---- STUDY MATERIAL

//! Curation results.

use std::path::PathBuf;

use serde::{Deserialize, Serialize};

/// A verified, encoded clip containing only motion-bearing footage.
#[derive(Debug, Clone, PartialEq, Serialize, Deserialize)]
pub struct OutputClip {
    /// Location of the encoded file
    pub path: PathBuf,
    /// Duration reported by ffprobe, in seconds
    pub duration_secs: f64,
    /// Number of merged intervals concatenated into the clip
    pub interval_count: usize,
    /// Frame rate the clip was encoded at
    pub fps: f64,
}

/// Terminal result of curating one video.
///
/// `NoMotion` is a normal outcome, not a failure.
#[derive(Debug, Clone, PartialEq, Serialize, Deserialize)]
#[serde(tag = "outcome", rename_all = "snake_case")]
pub enum CurationOutcome {
    /// A clip was produced.
    Curated(OutputClip),
    /// Nothing above the motion threshold was found.
    NoMotion {
        /// Duration of the analysed (normalized) source, in seconds
        source_duration_secs: f64,
    },
}

impl CurationOutcome {
    /// The produced clip, if any.
    pub fn clip(&self) -> Option<&OutputClip> {
        match self {
            CurationOutcome::Curated(clip) => Some(clip),
            CurationOutcome::NoMotion { .. } => None,
        }
    }

    /// Whether no clip was produced.
    pub fn is_no_motion(&self) -> bool {
        matches!(self, CurationOutcome::NoMotion { .. })
    }

    /// Short label used for logs and metrics.
    pub fn label(&self) -> &'static str {
        match self {
            CurationOutcome::Curated(_) => "curated",
            CurationOutcome::NoMotion { .. } => "no_motion",
        }
    }
}

#[cfg(test)]
mod tests {
    use super::*;

    #[test]
    fn test_outcome_accessors() {
        let clip = OutputClip {
            path: PathBuf::from("/tmp/out.mp4"),
            duration_secs: 4.0,
            interval_count: 2,
            fps: 30.0,
        };
        let curated = CurationOutcome::Curated(clip.clone());
        assert_eq!(curated.clip(), Some(&clip));
        assert!(!curated.is_no_motion());
        assert_eq!(curated.label(), "curated");

        let none = CurationOutcome::NoMotion {
            source_duration_secs: 10.0,
        };
        assert!(none.clip().is_none());
        assert!(none.is_no_motion());
    }

    #[test]
    fn test_outcome_serialization_is_tagged() {
        let none = CurationOutcome::NoMotion {
            source_duration_secs: 10.0,
        };
        let json = serde_json::to_value(&none).unwrap();
        assert_eq!(json["outcome"], "no_motion");
        assert_eq!(json["source_duration_secs"], 10.0);
    }
}
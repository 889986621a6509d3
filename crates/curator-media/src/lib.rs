#![deny(unreachable_patterns)]
//! FFmpeg-backed motion curation.
//!
//! This crate provides:
//! - Type-safe FFmpeg command building
//! - Progress parsing from `-progress pipe:2`
//! - Cancellation support via tokio
//! - Constant frame rate normalization
//! - Streaming motion segmentation over an adaptive background model
//! - Interval merging and frame-accurate clip assembly

pub mod assemble;
pub mod command;
pub mod error;
pub mod frames;
pub mod fs_utils;
pub mod merge;
pub mod motion;
pub mod normalize;
pub mod probe;
pub mod progress;

pub use assemble::{
    assemble_clip, plan_segments, planned_duration, AssembleOptions, AssemblyOutcome, SegmentPlan,
};
pub use command::{cancel_requested, check_ffmpeg, check_ffprobe, FfmpegCommand, FfmpegRunner};
pub use error::{MediaError, MediaResult};
pub use frames::GrayFrameReader;
pub use fs_utils::{move_file, persist_over, temp_file_beside};
pub use merge::{merge_intervals, DEFAULT_MERGE_GAP_SECS};
pub use motion::{
    detect_motion, BackgroundModel, BackgroundModelConfig, FrameMotion, MotionAnalysis,
    MotionAnalyzer, MotionConfig, MotionDetector, MotionSegmenter, SegmenterState,
};
pub use normalize::{
    normalize_frame_rate, normalize_in_place, NormalizeOptions, DEFAULT_TARGET_FPS,
};
pub use probe::{probe_video, VideoInfo};
pub use progress::FfmpegProgress;
//! Configuration for motion detection.
//!
//! The defaults are tuned for fixed-camera footage at 640x360 and above,
//! where a person or vehicle crossing the frame covers several thousand
//! pixels once the mask has been dilated.

use serde::{Deserialize, Serialize};

use crate::error::{MediaError, MediaResult};

/// Configuration for the adaptive background model.
#[derive(Debug, Clone, PartialEq, Serialize, Deserialize)]
#[serde(default)]
pub struct BackgroundModelConfig {
    /// Number of frames the model effectively remembers.
    ///
    /// The learning rate is `1 / min(2 * frames_seen, history)`, so the
    /// model adapts quickly at first and settles to `1 / history`.
    pub history: u32,

    /// Squared Mahalanobis distance under which a pixel matches a
    /// background mode.
    ///
    /// - Lower values (16-25): More sensitive, picks up sensor noise
    /// - Default (50): Ignores compression noise and small flicker
    /// - Higher values (100+): Only strong changes register
    pub var_threshold: f32,

    /// Mark shadow pixels with `shadow_value` instead of foreground.
    pub detect_shadows: bool,

    /// Squared distance under which a pixel updates an existing mode
    /// rather than spawning a new one.
    pub var_threshold_gen: f32,

    /// Fraction of accumulated mode weight treated as background.
    pub background_ratio: f32,

    /// Variance assigned to newly created modes.
    pub var_init: f32,

    /// Lower variance clamp.
    pub var_min: f32,

    /// Upper variance clamp.
    pub var_max: f32,

    /// Weight decay applied to every mode per frame, scaled by the
    /// learning rate. Modes whose weight drops below zero are discarded.
    pub complexity_reduction: f32,

    /// Maximum Gaussian modes per pixel.
    pub max_modes: usize,

    /// Mask value written for shadow pixels.
    pub shadow_value: u8,

    /// Minimum brightness ratio against the background for a darker pixel
    /// to count as shadow.
    pub shadow_tau: f32,
}

impl Default for BackgroundModelConfig {
    fn default() -> Self {
        Self {
            history: 500,
            var_threshold: 50.0,
            detect_shadows: true,
            var_threshold_gen: 9.0,
            background_ratio: 0.9,
            var_init: 15.0,
            var_min: 4.0,
            var_max: 75.0,
            complexity_reduction: 0.05,
            max_modes: 5,
            shadow_value: 127,
            shadow_tau: 0.5,
        }
    }
}

impl BackgroundModelConfig {
    /// Builder-style setter for the history length.
    pub fn with_history(mut self, history: u32) -> Self {
        self.history = history;
        self
    }

    /// Builder-style setter for the match threshold.
    pub fn with_var_threshold(mut self, threshold: f32) -> Self {
        self.var_threshold = threshold;
        self
    }

    /// Builder-style setter for shadow detection.
    pub fn with_detect_shadows(mut self, detect: bool) -> Self {
        self.detect_shadows = detect;
        self
    }

    /// Validate the configuration.
    pub fn validate(&self) -> MediaResult<()> {
        if self.history == 0 {
            return Err(MediaError::invalid_config("history must be greater than zero"));
        }
        if !(self.var_threshold > 0.0) || !(self.var_threshold_gen > 0.0) {
            return Err(MediaError::invalid_config("variance thresholds must be positive"));
        }
        if !(self.background_ratio > 0.0 && self.background_ratio <= 1.0) {
            return Err(MediaError::invalid_config("background_ratio must be in (0, 1]"));
        }
        if !(self.var_min > 0.0) || self.var_max < self.var_min {
            return Err(MediaError::invalid_config("variance clamp must satisfy 0 < var_min <= var_max"));
        }
        if !(self.var_init >= self.var_min && self.var_init <= self.var_max) {
            return Err(MediaError::invalid_config("var_init must lie within the variance clamp"));
        }
        if self.max_modes == 0 || self.max_modes > u8::MAX as usize {
            return Err(MediaError::invalid_config(format!(
                "max_modes must be between 1 and {}",
                u8::MAX
            )));
        }
        if !(self.shadow_tau > 0.0 && self.shadow_tau < 1.0) {
            return Err(MediaError::invalid_config("shadow_tau must be in (0, 1)"));
        }
        Ok(())
    }
}

/// Configuration for per-frame motion classification and segmentation.
#[derive(Debug, Clone, PartialEq, Serialize, Deserialize)]
#[serde(default)]
pub struct MotionConfig {
    /// Process every Nth frame. Skipped frames do not touch the model.
    pub frame_stride: u32,

    /// Minimum blob area (pixels) for a frame to count as motion.
    ///
    /// - 2000-4000: Small objects at distance
    /// - Default (8000): A person crossing a 640x360 frame
    /// - 20000+: Only large foreground objects
    pub min_blob_area: u32,

    /// Consecutive motion-free processed frames that end an interval.
    pub no_motion_frames_required: u32,

    /// Gaussian blur sigma applied before background subtraction.
    pub blur_sigma: f32,

    /// Mask values above this are foreground. Must be at least the shadow
    /// value while shadows are marked.
    pub foreground_threshold: u8,

    /// Dilation iterations with a 3x3 square element.
    pub dilate_iterations: u8,

    /// Background model parameters.
    pub background: BackgroundModelConfig,
}

impl Default for MotionConfig {
    fn default() -> Self {
        Self {
            frame_stride: 1,
            min_blob_area: 8000,
            no_motion_frames_required: 5,
            blur_sigma: 1.1,
            foreground_threshold: 200,
            dilate_iterations: 2,
            background: BackgroundModelConfig::default(),
        }
    }
}

impl MotionConfig {
    /// Builder-style setter for the frame stride.
    pub fn with_frame_stride(mut self, stride: u32) -> Self {
        self.frame_stride = stride;
        self
    }

    /// Builder-style setter for the minimum blob area.
    pub fn with_min_blob_area(mut self, area: u32) -> Self {
        self.min_blob_area = area;
        self
    }

    /// Builder-style setter for the no-motion requirement.
    pub fn with_no_motion_frames(mut self, frames: u32) -> Self {
        self.no_motion_frames_required = frames;
        self
    }

    /// Builder-style setter for the background model.
    pub fn with_background(mut self, background: BackgroundModelConfig) -> Self {
        self.background = background;
        self
    }

    /// Validate the configuration.
    pub fn validate(&self) -> MediaResult<()> {
        if self.frame_stride == 0 {
            return Err(MediaError::invalid_config("frame_stride must be at least 1"));
        }
        if self.no_motion_frames_required == 0 {
            return Err(MediaError::invalid_config(
                "no_motion_frames_required must be at least 1",
            ));
        }
        if !(self.blur_sigma >= 0.0) || !self.blur_sigma.is_finite() {
            return Err(MediaError::invalid_config("blur_sigma must be a finite non-negative number"));
        }
        // Shadow pixels must not pass the foreground threshold.
        if self.background.detect_shadows
            && self.foreground_threshold < self.background.shadow_value
        {
            return Err(MediaError::invalid_config(format!(
                "foreground_threshold {} must be at least the shadow value {}",
                self.foreground_threshold, self.background.shadow_value
            )));
        }
        self.background.validate()
    }
}

#[cfg(test)]
mod tests {
    use super::*;

    #[test]
    fn test_default_config() {
        let config = MotionConfig::default();
        assert_eq!(config.frame_stride, 1);
        assert_eq!(config.min_blob_area, 8000);
        assert_eq!(config.no_motion_frames_required, 5);
        assert_eq!(config.background.history, 500);
        assert!(config.background.detect_shadows);
        assert!(config.validate().is_ok());
    }

    #[test]
    fn test_threshold_drops_shadows() {
        let config = MotionConfig::default();
        assert!(config.foreground_threshold >= config.background.shadow_value);
    }

    #[test]
    fn test_threshold_below_shadow_value_rejected() {
        let mut config = MotionConfig::default();
        config.foreground_threshold = 100;
        assert!(matches!(config.validate(), Err(MediaError::InvalidConfig(_))));

        config.foreground_threshold = config.background.shadow_value;
        assert!(config.validate().is_ok());

        // Without shadow marking the mask only holds 0 and 255.
        let mut config = MotionConfig::default()
            .with_background(BackgroundModelConfig::default().with_detect_shadows(false));
        config.foreground_threshold = 100;
        assert!(config.validate().is_ok());
    }

    #[test]
    fn test_max_modes_bounds() {
        let mut config = BackgroundModelConfig::default();
        config.max_modes = 0;
        assert!(config.validate().is_err());

        config.max_modes = u8::MAX as usize;
        assert!(config.validate().is_ok());

        config.max_modes = u8::MAX as usize + 1;
        assert!(matches!(config.validate(), Err(MediaError::InvalidConfig(_))));
    }

    #[test]
    fn test_builder_pattern() {
        let config = MotionConfig::default()
            .with_frame_stride(2)
            .with_min_blob_area(500)
            .with_no_motion_frames(3)
            .with_background(BackgroundModelConfig::default().with_history(100));

        assert_eq!(config.frame_stride, 2);
        assert_eq!(config.min_blob_area, 500);
        assert_eq!(config.no_motion_frames_required, 3);
        assert_eq!(config.background.history, 100);
    }

    #[test]
    fn test_invalid_values() {
        assert!(MotionConfig::default().with_frame_stride(0).validate().is_err());
        assert!(MotionConfig::default().with_no_motion_frames(0).validate().is_err());
        assert!(BackgroundModelConfig::default()
            .with_history(0)
            .validate()
            .is_err());
        assert!(BackgroundModelConfig::default()
            .with_var_threshold(f32::NAN)
            .validate()
            .is_err());
    }

    #[test]
    fn test_partial_json_uses_defaults() {
        let config: MotionConfig =
            serde_json::from_str(r#"{"min_blob_area": 1200, "background": {"history": 60}}"#)
                .unwrap();
        assert_eq!(config.min_blob_area, 1200);
        assert_eq!(config.frame_stride, 1);
        assert_eq!(config.background.history, 60);
        assert!((config.background.var_threshold - 50.0).abs() < f32::EPSILON);
    }
}
//! Adaptive per-pixel Gaussian mixture background model.
//!
//! Each pixel keeps up to `max_modes` Gaussian modes (weight, mean,
//! variance) sorted by weight. A new sample either updates the first mode
//! it fits or spawns a new one; modes are decayed every frame and pruned
//! once their weight becomes negligible. The leading modes whose weights
//! sum to `background_ratio` describe the background.
//!
//! Mask values: `0` background, `shadow_value` shadow, `255` foreground.

use image::GrayImage;

use super::config::BackgroundModelConfig;
use crate::error::{MediaError, MediaResult};

/// Mask value for foreground pixels.
pub const FOREGROUND: u8 = 255;

/// Mask value for background pixels.
pub const BACKGROUND: u8 = 0;

#[derive(Debug, Clone, Copy, Default)]
struct Mode {
    weight: f32,
    mean: f32,
    variance: f32,
}

/// Background subtractor state for one video.
///
/// The model is sized by the first frame it sees; every later frame must
/// have the same dimensions.
#[derive(Debug, Clone)]
pub struct BackgroundModel {
    config: BackgroundModelConfig,
    width: u32,
    height: u32,
    modes: Vec<Mode>,
    used: Vec<u8>,
    frames_seen: u64,
}

impl BackgroundModel {
    /// Create an empty model.
    pub fn new(config: BackgroundModelConfig) -> MediaResult<Self> {
        config.validate()?;
        Ok(Self {
            config,
            width: 0,
            height: 0,
            modes: Vec::new(),
            used: Vec::new(),
            frames_seen: 0,
        })
    }

    /// Number of frames applied since creation or the last reset.
    pub fn frames_seen(&self) -> u64 {
        self.frames_seen
    }

    /// Forget everything learnt so far.
    pub fn reset(&mut self) {
        self.width = 0;
        self.height = 0;
        self.modes.clear();
        self.used.clear();
        self.frames_seen = 0;
    }

    /// Current learning rate.
    fn learning_rate(&self) -> f32 {
        let span = (2 * self.frames_seen).min(self.config.history as u64).max(1);
        1.0 / span as f32
    }

    /// Feed one frame and return its foreground mask.
    ///
    /// The first frame only seeds the model and yields an all-background
    /// mask.
    pub fn apply(&mut self, frame: &GrayImage) -> MediaResult<GrayImage> {
        let (width, height) = frame.dimensions();

        if self.frames_seen == 0 {
            self.seed(frame);
            return Ok(GrayImage::new(width, height));
        }

        if (width, height) != (self.width, self.height) {
            return Err(MediaError::invalid_video(format!(
                "Frame size changed from {}x{} to {}x{}",
                self.width, self.height, width, height
            )));
        }

        self.frames_seen += 1;
        let alpha = self.learning_rate();
        let max_modes = self.config.max_modes;

        let mut mask = GrayImage::new(width, height);
        for (idx, (pixel, out)) in frame
            .as_raw()
            .iter()
            .zip(mask.iter_mut())
            .enumerate()
        {
            let base = idx * max_modes;
            let modes = &mut self.modes[base..base + max_modes];
            *out = update_pixel(modes, &mut self.used[idx], *pixel as f32, alpha, &self.config);
        }

        Ok(mask)
    }

    fn seed(&mut self, frame: &GrayImage) {
        let (width, height) = frame.dimensions();
        let max_modes = self.config.max_modes;
        let pixels = width as usize * height as usize;

        self.width = width;
        self.height = height;
        self.modes = vec![Mode::default(); pixels * max_modes];
        self.used = vec![1; pixels];

        for (idx, pixel) in frame.as_raw().iter().enumerate() {
            self.modes[idx * max_modes] = Mode {
                weight: 1.0,
                mean: *pixel as f32,
                variance: self.config.var_init,
            };
        }

        self.frames_seen = 1;
    }
}

/// Update one pixel's modes with `value` and classify it.
fn update_pixel(
    modes: &mut [Mode],
    used: &mut u8,
    value: f32,
    alpha: f32,
    config: &BackgroundModelConfig,
) -> u8 {
    let keep = 1.0 - alpha;
    let prune = -alpha * config.complexity_reduction;
    let tb = config.var_threshold;
    let tg = config.var_threshold_gen;

    let mut n = *used as usize;
    let mut total_weight = 0.0f32;
    let mut background = false;
    let mut fits = false;

    for mode in modes.iter_mut().take(n) {
        let mut weight = keep * mode.weight + prune;

        if !fits {
            let diff = value - mode.mean;
            let dist2 = diff * diff;

            if total_weight < config.background_ratio && dist2 < tb * mode.variance {
                background = true;
            }

            if dist2 < tg * mode.variance {
                fits = true;
                weight += alpha;
                let k = alpha / weight;
                mode.mean += k * diff;
                mode.variance = (mode.variance + k * (dist2 - mode.variance))
                    .clamp(config.var_min, config.var_max);
            }
        }

        mode.weight = weight;
        total_weight += weight;
    }

    // Drop decayed modes, keeping order.
    let mut kept = 0;
    for i in 0..n {
        if modes[i].weight >= -prune {
            modes[kept] = modes[i];
            kept += 1;
        }
    }
    n = kept;

    let remaining: f32 = modes[..n].iter().map(|m| m.weight).sum();
    if remaining > 0.0 {
        for mode in &mut modes[..n] {
            mode.weight /= remaining;
        }
    }

    if !fits {
        let slot = if n == modes.len() { n - 1 } else { n };
        n = slot + 1;

        if n == 1 {
            modes[slot].weight = 1.0;
        } else {
            for mode in &mut modes[..slot] {
                mode.weight *= keep;
            }
            modes[slot].weight = alpha;
        }
        modes[slot].mean = value;
        modes[slot].variance = config.var_init;
    }

    modes[..n].sort_by(|a, b| b.weight.total_cmp(&a.weight));
    *used = n as u8;

    if background {
        BACKGROUND
    } else if config.detect_shadows && is_shadow(value, &modes[..n], config) {
        config.shadow_value
    } else {
        FOREGROUND
    }
}

/// A darker version of a background mode with similar chromaticity.
fn is_shadow(value: f32, modes: &[Mode], config: &BackgroundModelConfig) -> bool {
    let mut total_weight = 0.0f32;

    for mode in modes {
        let numerator = value * mode.mean;
        let denominator = mode.mean * mode.mean;

        if denominator == 0.0 {
            return false;
        }

        if numerator <= denominator && numerator >= config.shadow_tau * denominator {
            let a = numerator / denominator;
            let d = a * mode.mean - value;
            if d * d < config.var_threshold * mode.variance * a * a {
                return true;
            }
        }

        total_weight += mode.weight;
        if total_weight > config.background_ratio {
            return false;
        }
    }

    false
}

#[cfg(test)]
mod tests {
    use super::*;
    use image::Luma;

    fn flat(width: u32, height: u32, value: u8) -> GrayImage {
        GrayImage::from_pixel(width, height, Luma([value]))
    }

    fn with_square(base: u8, value: u8) -> GrayImage {
        let mut frame = flat(32, 32, base);
        for y in 8..16 {
            for x in 8..16 {
                frame.put_pixel(x, y, Luma([value]));
            }
        }
        frame
    }

    fn trained(config: BackgroundModelConfig, base: u8, frames: usize) -> BackgroundModel {
        let mut model = BackgroundModel::new(config).unwrap();
        for _ in 0..frames {
            model.apply(&flat(32, 32, base)).unwrap();
        }
        model
    }

    #[test]
    fn test_first_frame_is_background() {
        let mut model = BackgroundModel::new(BackgroundModelConfig::default()).unwrap();
        let mask = model.apply(&with_square(10, 240)).unwrap();
        assert!(mask.pixels().all(|p| p[0] == BACKGROUND));
        assert_eq!(model.frames_seen(), 1);
    }

    #[test]
    fn test_static_scene_stays_background() {
        let mut model = trained(BackgroundModelConfig::default(), 80, 1);
        for _ in 0..50 {
            let mask = model.apply(&flat(32, 32, 80)).unwrap();
            assert!(mask.pixels().all(|p| p[0] == BACKGROUND));
        }
    }

    #[test]
    fn test_bright_object_is_foreground() {
        let mut model = trained(BackgroundModelConfig::default(), 50, 30);
        let mask = model.apply(&with_square(50, 200)).unwrap();

        assert_eq!(mask.get_pixel(10, 10)[0], FOREGROUND);
        assert_eq!(mask.get_pixel(0, 0)[0], BACKGROUND);
        let foreground = mask.pixels().filter(|p| p[0] == FOREGROUND).count();
        assert_eq!(foreground, 64);
    }

    #[test]
    fn test_darker_region_is_shadow() {
        let mut model = trained(BackgroundModelConfig::default(), 200, 30);
        let mask = model.apply(&with_square(200, 150)).unwrap();
        assert_eq!(mask.get_pixel(10, 10)[0], 127);

        let config = BackgroundModelConfig::default().with_detect_shadows(false);
        let mut model = trained(config, 200, 30);
        let mask = model.apply(&with_square(200, 150)).unwrap();
        assert_eq!(mask.get_pixel(10, 10)[0], FOREGROUND);
    }

    #[test]
    fn test_black_background_never_shadow() {
        let mut model = trained(BackgroundModelConfig::default(), 0, 30);
        let mask = model.apply(&with_square(0, 255)).unwrap();
        assert_eq!(mask.get_pixel(10, 10)[0], FOREGROUND);
    }

    #[test]
    fn test_persistent_change_is_absorbed() {
        let config = BackgroundModelConfig::default().with_history(20);
        let mut model = trained(config, 50, 30);

        let changed = with_square(50, 200);
        let first = model.apply(&changed).unwrap();
        assert_eq!(first.get_pixel(10, 10)[0], FOREGROUND);

        let mut last = first;
        for _ in 0..40 {
            last = model.apply(&changed).unwrap();
        }
        assert!(last.pixels().all(|p| p[0] == BACKGROUND));
    }

    #[test]
    fn test_dimension_change_rejected() {
        let mut model = trained(BackgroundModelConfig::default(), 50, 2);
        let err = model.apply(&flat(16, 16, 50)).unwrap_err();
        assert!(matches!(err, MediaError::InvalidVideo(_)));
    }

    #[test]
    fn test_reset_accepts_new_size() {
        let mut model = trained(BackgroundModelConfig::default(), 50, 5);
        model.reset();
        assert_eq!(model.frames_seen(), 0);

        let mask = model.apply(&flat(16, 16, 50)).unwrap();
        assert_eq!(mask.dimensions(), (16, 16));
    }

    #[test]
    fn test_deterministic() {
        let frames: Vec<GrayImage> = (0..20u8)
            .map(|i| with_square(40, 40 + i * 10))
            .collect();

        let run = || {
            let mut model = BackgroundModel::new(BackgroundModelConfig::default()).unwrap();
            frames
                .iter()
                .map(|f| model.apply(f).unwrap().into_raw())
                .collect::<Vec<_>>()
        };

        assert_eq!(run(), run());
    }
}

--------

Above are the records; from them, give again exactly the lines from the one containing "assert_eq!(mask.get_pixel(0, 0)[0], BACKGROUND);" through the one containing "trained(BackgroundModelConfig::default(), 200, 30);", both included.

        assert_eq!(mask.get_pixel(0, 0)[0], BACKGROUND);
        let foreground = mask.pixels().filter(|p| p[0] == FOREGROUND).count();
        assert_eq!(foreground, 64);
    }

    #[test]
    fn test_darker_region_is_shadow() {
        let mut model = trained(BackgroundModelConfig::default(), 200, 30);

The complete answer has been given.